I did feel some anxiety around the testing—my natural pessimism prepared me for that. But the most surprising thing was after I did the stem cell transplant and they discovered the NHL. Even the transplant doctors were puzzled. Throughout the experience, I always hoped that I could just “do nothing,” and the doctor wasn’t opposed to watchful waiting, but if a test wasn’t good, it was on to the next thing.

Living the Life

I realized that life is finite. While I wanted my treatments to work, I was resigned to them failing, so I was pleasantly surprised when things worked out in the end. I’m almost seven years cancer free. I wasn’t sure I wanted to go through the transplant process, but my doctor said it would give me 30 years of life that I wouldn’t otherwise have. I’ve been given seven of those already, so I’m pretty pleased.

I think I live differently today; Having been treated for cancer, I have a very different response than friends and family looking at it from the outside. I have a better understanding that people are different, and I’m more tolerant of that.  

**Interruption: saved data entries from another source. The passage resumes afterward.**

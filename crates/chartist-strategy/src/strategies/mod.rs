//! 내장 전략 구현.
//!
//! - [`SupportResistanceStrategy`]: 지지선 이탈 후 회복(破底翻) 상태 머신
//! - [`PatternStrategy`]: 피벗 기반 차트 패턴 탐지

pub mod common;
pub mod patterns;
pub mod support_resistance;

pub use patterns::{validate_plan, PatternConfig, PatternStrategy, TradePlan};
pub use support_resistance::{EntryMode, LevelMode, SupportResistanceConfig, SupportResistanceStrategy};
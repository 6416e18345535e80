//! 메모리 Provider.

use std::collections::HashMap;

use async_trait::async_trait;
use chartist_core::{Bar, Instrument};

use super::BarProvider;
use crate::error::{DataError, Result};
use crate::window::DateWindow;

/// 심볼별로 미리 적재한 봉을 공급합니다.
#[derive(Debug, Clone, Default)]
pub struct MemoryBarProvider {
    bars: HashMap<String, Vec<Bar>>,
}

impl MemoryBarProvider {
    /// 빈 Provider를 생성합니다.
    pub fn new() -> Self {
        Self::default()
    }

    /// 심볼의 봉을 등록합니다.
    pub fn with_bars(mut self, symbol: impl Into<String>, bars: Vec<Bar>) -> Self {
        self.bars.insert(symbol.into(), bars);
        self
    }

    /// 심볼의 봉을 등록합니다.
    pub fn insert(&mut self, symbol: impl Into<String>, bars: Vec<Bar>) {
        self.bars.insert(symbol.into(), bars);
    }
}

#[async_trait]
impl BarProvider for MemoryBarProvider {
    fn name(&self) -> &str {
        "memory"
    }

    async fn fetch_bars(&self, instrument: &Instrument, _window: &DateWindow) -> Result<Vec<Bar>> {
        self.bars
            .get(&instrument.symbol)
            .cloned()
            .ok_or_else(|| DataError::NotFound(instrument.symbol.clone()))
    }
}
//! Scripted worker for tests: records every call and hands the sink to the
//! test, which then emits notifications explicitly.

use std::collections::HashMap;
use std::sync::{Arc, Mutex};
use std::time::Duration;
use url::Url;

use crate::config::DEFAULT_TIMEOUT_SECS;
use crate::queue::{DispatchQueue, EventSink};
use crate::request::{FetchEvent, RequestParams};

use super::FetchWorker;

#[derive(Debug, Clone, PartialEq, Eq)]
pub(crate) enum Call {
    Configure(usize, Url),
    Start(usize, Url),
    Abort(usize),
}

#[derive(Debug, Default)]
pub(crate) struct Recorder {
    calls: Mutex<Vec<Call>>,
    sinks: Mutex<HashMap<usize, EventSink>>,
    params: Mutex<HashMap<usize, RequestParams>>,
}

impl Recorder {
    pub(crate) fn calls(&self) -> Vec<Call> {
        self.calls.lock().unwrap().clone()
    }

    /// URLs in the order their fetches were started.
    pub(crate) fn started(&self) -> Vec<Url> {
        self.calls()
            .into_iter()
            .filter_map(|c| match c {
                Call::Start(_, url) => Some(url),
                _ => None,
            })
            .collect()
    }

    /// Worker currently (or last) serving `url`.
    pub(crate) fn worker_for(&self, url: &Url) -> usize {
        self.calls()
            .into_iter()
            .rev()
            .find_map(|c| match c {
                Call::Start(w, u) if &u == url => Some(w),
                _ => None,
            })
            .expect("url was never started")
    }

    pub(crate) fn aborts(&self) -> Vec<usize> {
        self.calls()
            .into_iter()
            .filter_map(|c| match c {
                Call::Abort(w) => Some(w),
                _ => None,
            })
            .collect()
    }

    /// Sink of the latest assignment of `worker`.
    pub(crate) fn sink(&self, worker: usize) -> EventSink {
        self.sinks.lock().unwrap().get(&worker).cloned().expect("worker never started")
    }

    pub(crate) fn params(&self, worker: usize) -> RequestParams {
        self.params.lock().unwrap().get(&worker).cloned().expect("worker never configured")
    }

    /// Emits a text completion followed by `Finished` from `worker`.
    pub(crate) fn complete(&self, worker: usize, text: &str) {
        let sink = self.sink(worker);
        let url = self.params(worker).url;
        sink.emit(FetchEvent::DownloadCompleteText {
            text: text.to_string(),
            url,
        });
        sink.emit(FetchEvent::Finished);
    }
}

pub(crate) struct ScriptedWorker {
    index: usize,
    recorder: Arc<Recorder>,
    url: Option<Url>,
}

impl FetchWorker for ScriptedWorker {
    fn configure(&mut self, params: &RequestParams) {
        self.url = Some(params.url.clone());
        self.recorder.calls.lock().unwrap().push(Call::Configure(self.index, params.url.clone()));
        self.recorder.params.lock().unwrap().insert(self.index, params.clone());
    }

    fn start(&mut self, sink: EventSink) {
        let url = self.url.clone().expect("start before configure");
        self.recorder.calls.lock().unwrap().push(Call::Start(self.index, url));
        self.recorder.sinks.lock().unwrap().insert(self.index, sink);
    }

    fn abort(&mut self) {
        self.recorder.calls.lock().unwrap().push(Call::Abort(self.index));
    }
}

/// Queue over `n` scripted workers plus the recorder observing them.
pub(crate) fn scripted_queue(n: usize) -> (DispatchQueue, Arc<Recorder>) {
    scripted_queue_with_timeout(n, Duration::from_secs(DEFAULT_TIMEOUT_SECS))
}

pub(crate) fn scripted_queue_with_timeout(
    n: usize,
    default_timeout: Duration,
) -> (DispatchQueue, Arc<Recorder>) {
    let recorder = Arc::new(Recorder::default());
    let workers = (0..n)
        .map(|index| {
            Box::new(ScriptedWorker {
                index,
                recorder: Arc::clone(&recorder),
                url: None,
            }) as Box<dyn FetchWorker>
        })
        .collect();
    (
        DispatchQueue::with_default_timeout(workers, default_timeout).unwrap(),
        recorder,
    )
}

pub(crate) fn url(path: &str) -> Url {
    Url::parse(&format!("http://example.com/{}", path)).unwrap()
}

/// Everything currently buffered on a subscriber.
pub(crate) fn drain(rx: &mut tokio::sync::mpsc::UnboundedReceiver<FetchEvent>) -> Vec<FetchEvent> {
    let mut out = Vec::new();
    while let Ok(event) = rx.try_recv() {
        out.push(event);
    }
    out
}
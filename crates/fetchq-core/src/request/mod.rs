//! User-facing request handle.
//!
//! A `FetchRequest` owns the request parameters and re-exposes the
//! notifications of whichever worker ends up serving it. Each load builds a
//! fresh `Descriptor` (new identity, frozen parameters) and enqueues it on
//! the dispatch queue; `stop()` and `Drop` cancel it.

mod cookies;
mod descriptor;
mod events;

pub use cookies::CookieJar;
pub use descriptor::{Descriptor, Method, RequestId, RequestParams};
pub use events::FetchEvent;

pub(crate) use events::EventHub;

use std::path::PathBuf;
use std::sync::Arc;
use std::time::Duration;
use tokio::sync::mpsc;
use url::Url;

use crate::error::FetchError;
use crate::queue::DispatchQueue;

pub struct FetchRequest {
    queue: DispatchQueue,
    hub: Arc<EventHub>,
    cookie_jar: Option<CookieJar>,
    method: Method,
    timeout: Duration,
    attributes: Vec<(String, String)>,
    files: Vec<(String, PathBuf)>,
    current: Option<RequestId>,
    url: Option<Url>,
}

impl FetchRequest {
    /// New idle handle bound to `queue`, using the queue's default timeout.
    /// Nothing is enqueued until a load call.
    pub fn new(queue: &DispatchQueue) -> Self {
        Self {
            queue: queue.clone(),
            hub: Arc::new(EventHub::default()),
            cookie_jar: None,
            method: Method::Get,
            timeout: queue.default_timeout(),
            attributes: Vec::new(),
            files: Vec::new(),
            current: None,
            url: None,
        }
    }

    pub fn set_cookie_jar(&mut self, jar: CookieJar) {
        self.cookie_jar = Some(jar);
    }

    pub fn cookie_jar(&self) -> Option<&CookieJar> {
        self.cookie_jar.as_ref()
    }

    pub fn set_method(&mut self, method: Method) {
        self.method = method;
    }

    pub fn method(&self) -> Method {
        self.method
    }

    pub fn set_timeout(&mut self, timeout: Duration) {
        self.timeout = timeout;
    }

    pub fn timeout(&self) -> Duration {
        self.timeout
    }

    /// Drops every attribute and file added so far.
    pub fn clear_attributes(&mut self) {
        self.attributes.clear();
        self.files.clear();
    }

    pub fn add_attribute(&mut self, name: impl Into<String>, value: impl Into<String>) {
        self.attributes.push((name.into(), value.into()));
    }

    /// Adds a file part. A POST carrying files is sent as `multipart/form-data`;
    /// GET loads ignore files. The file is read when the fetch runs.
    pub fn add_attribute_file(&mut self, name: impl Into<String>, path: impl Into<PathBuf>) {
        self.files.push((name.into(), path.into()));
    }

    /// Receiver for every notification of this handle, across reloads.
    pub fn subscribe(&self) -> mpsc::UnboundedReceiver<FetchEvent> {
        self.hub.subscribe()
    }

    /// URL of the most recent load.
    pub fn url(&self) -> Option<&Url> {
        self.url.as_ref()
    }

    /// Message of the last `Error` notification, cleared by each load.
    pub fn last_error(&self) -> Option<String> {
        self.hub.last_error()
    }

    /// Low-level cause of the last error (curl error code and text, or the
    /// server's status line), cleared by each load.
    pub fn last_error_details(&self) -> Option<String> {
        self.hub.last_error_details()
    }

    /// Id of the descriptor built by the most recent load.
    pub fn current_id(&self) -> Option<RequestId> {
        self.current
    }

    /// Stops any previous load and enqueues a new one. Returns immediately;
    /// results arrive on the subscribers.
    pub fn load_async(&mut self, url: Url, referer: Option<Url>) -> RequestId {
        self.stop();
        self.hub.clear_error();
        let params = RequestParams {
            url: url.clone(),
            referer,
            method: self.method,
            cookie_jar: self.cookie_jar.clone(),
            timeout: self.timeout,
            attributes: self.attributes.clone(),
            files: self.files.clone(),
        };
        let descriptor = Descriptor::with_hub(params, Arc::clone(&self.hub));
        let id = descriptor.id();
        self.current = Some(id);
        self.url = Some(url);
        self.queue.enqueue(descriptor);
        id
    }

    /// Loads and waits for the outcome without blocking the async runtime.
    pub async fn load(&mut self, url: Url, referer: Option<Url>) -> Result<Vec<u8>, FetchError> {
        self.stop();
        let mut rx = self.hub.subscribe();
        self.load_async(url, referer);
        let mut outcome = Outcome::default();
        while let Some(event) = rx.recv().await {
            if outcome.push(event) {
                return outcome.finish();
            }
        }
        Err(FetchError::Canceled)
    }

    /// Loads and blocks the calling thread until the outcome is known.
    /// Must not be called from within an async runtime.
    pub fn load_sync(&mut self, url: Url, referer: Option<Url>) -> Result<Vec<u8>, FetchError> {
        self.stop();
        let mut rx = self.hub.subscribe();
        self.load_async(url, referer);
        let mut outcome = Outcome::default();
        while let Some(event) = rx.blocking_recv() {
            if outcome.push(event) {
                return outcome.finish();
            }
        }
        Err(FetchError::Canceled)
    }

    /// Cancels the current load, whether still queued or in flight.
    pub fn stop(&mut self) {
        if let Some(id) = self.current.take() {
            self.queue.cancel(id);
        }
    }
}

impl Drop for FetchRequest {
    fn drop(&mut self) {
        self.stop();
    }
}

/// Folds the notifications of one load into its result.
#[derive(Debug, Default)]
struct Outcome {
    data: Option<Vec<u8>>,
    error: Option<String>,
}

impl Outcome {
    /// Returns true once `Finished` has been seen.
    fn push(&mut self, event: FetchEvent) -> bool {
        match event {
            FetchEvent::DownloadComplete { data, .. } => self.data = Some(data),
            FetchEvent::DownloadCompleteText { text, .. } => self.data = Some(text.into_bytes()),
            FetchEvent::Error { message, .. } => self.error = Some(message),
            FetchEvent::UploadProgress { .. } | FetchEvent::DownloadProgress { .. } => {}
            FetchEvent::Finished => return true,
        }
        false
    }

    fn finish(self) -> Result<Vec<u8>, FetchError> {
        match (self.data, self.error) {
            (_, Some(message)) => Err(FetchError::Transport(message)),
            (Some(data), None) => Ok(data),
            (None, None) => Err(FetchError::NoResult),
        }
    }
}
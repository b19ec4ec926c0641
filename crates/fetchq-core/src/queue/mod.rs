//! Dispatch queue: at most `pool_size` concurrent fetches over an unbounded FIFO.
//!
//! The queue owns a fixed pool of fetch workers. A request enqueued while a
//! worker is idle is dispatched at once; otherwise it waits in FIFO order
//! until a worker reports `Finished`, at which point that worker is handed
//! the oldest waiting request before it goes back to the idle pool.
//!
//! All state lives behind one mutex. Worker notifications are relayed under
//! that same lock and only reach a request while its assignment is bound, so
//! once `cancel` returns the request sees nothing more. A canceled worker
//! stays busy until its own `Finished` arrives.
//!
//! The queue is an explicitly constructed value; clones share the same pool.

mod sink;
mod state;


pub use sink::EventSink;

use anyhow::Result;
use std::sync::{Arc, Mutex, MutexGuard, PoisonError};
use std::time::Duration;

use crate::config::{FetchqConfig, DEFAULT_TIMEOUT_SECS};
use crate::request::{Descriptor, FetchEvent, RequestId};
use crate::worker::{CurlWorker, FetchWorker, TransportOptions, WorkerId};

use sink::Ticket;
use state::DispatchState;

/// Point-in-time view of the queue, for diagnostics and tests.
#[derive(Debug, Clone, PartialEq, Eq)]
pub struct QueueSnapshot {
    pub pool_size: usize,
    /// Waiting requests, next to be served first.
    pub pending: Vec<RequestId>,
    /// Workers with no assignment.
    pub idle: usize,
    /// Bound (worker, request) pairs, ordered by worker.
    pub assigned: Vec<(WorkerId, RequestId)>,
    /// Workers whose request was canceled and that have not finished yet.
    pub detached: usize,
}

pub(crate) struct QueueShared {
    state: Mutex<DispatchState>,
    /// Timeout handed to new request handles; immutable, so kept outside the lock.
    default_timeout: Duration,
}

impl QueueShared {
    fn lock(&self) -> MutexGuard<'_, DispatchState> {
        self.state.lock().unwrap_or_else(PoisonError::into_inner)
    }

    pub(crate) fn relay(self: &Arc<Self>, worker: WorkerId, ticket: Ticket, event: FetchEvent) {
        let weak = Arc::downgrade(self);
        self.lock().relay(worker, ticket, event, &weak);
    }
}

#[derive(Clone)]
pub struct DispatchQueue {
    shared: Arc<QueueShared>,
}

impl DispatchQueue {
    /// Builds a queue over a fixed worker pool. The pool must not be empty.
    /// New requests default to a `DEFAULT_TIMEOUT_SECS` timeout.
    pub fn new(workers: Vec<Box<dyn FetchWorker>>) -> Result<Self> {
        Self::with_default_timeout(workers, Duration::from_secs(DEFAULT_TIMEOUT_SECS))
    }

    /// Like `new`, with the timeout new request handles start from.
    pub fn with_default_timeout(
        workers: Vec<Box<dyn FetchWorker>>,
        default_timeout: Duration,
    ) -> Result<Self> {
        anyhow::ensure!(!workers.is_empty(), "dispatch queue needs at least one worker");
        tracing::debug!(pool_size = workers.len(), ?default_timeout, "dispatch queue created");
        Ok(Self {
            shared: Arc::new(QueueShared {
                state: Mutex::new(DispatchState::new(workers)),
                default_timeout,
            }),
        })
    }

    /// Builds a queue of `CurlWorker`s sized by `cfg.effective_pool_size()`;
    /// new requests default to `cfg.timeout()`.
    pub fn with_curl_workers(cfg: &FetchqConfig) -> Result<Self> {
        let options = TransportOptions::from_config(cfg);
        let workers = (0..cfg.effective_pool_size())
            .map(|i| {
                CurlWorker::spawn(i, options.clone()).map(|w| Box::new(w) as Box<dyn FetchWorker>)
            })
            .collect::<Result<Vec<_>>>()?;
        Self::with_default_timeout(workers, cfg.timeout())
    }

    pub fn pool_size(&self) -> usize {
        self.shared.lock().pool_size()
    }

    /// Timeout new `FetchRequest` handles on this queue start with.
    pub fn default_timeout(&self) -> Duration {
        self.shared.default_timeout
    }

    /// Queues `request`, dispatching it immediately when a worker is idle.
    /// Enqueueing a request that is already queued or in flight is ignored.
    pub fn enqueue(&self, request: Arc<Descriptor>) {
        let weak = Arc::downgrade(&self.shared);
        self.shared.lock().enqueue(request, &weak);
    }

    /// Cancels `id`. A queued request is removed and never notified; an
    /// in-flight one is unbound from its worker and the worker is asked to
    /// abort. Unknown or already finished ids are ignored. Returns whether
    /// the request was still tracked.
    pub fn cancel(&self, id: RequestId) -> bool {
        self.shared.lock().cancel(id)
    }

    pub fn snapshot(&self) -> QueueSnapshot {
        self.shared.lock().snapshot()
    }
}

I am mostly recovered from all of this. The first chemo damaged the nerves in my feet, so now some parts don’t feel heat, and some don’t feel touch. My hip gives me trouble if I walk too much, particularly outdoors, and I developed heart issues, which the doctor says is possibly a delayed result of the chemo. When added up, I haven’t had any more misfortune than the average person…maybe less. I seem to be happy; I have no explanation for it, but I am pleased to be alive and pleased to be living the life I am living.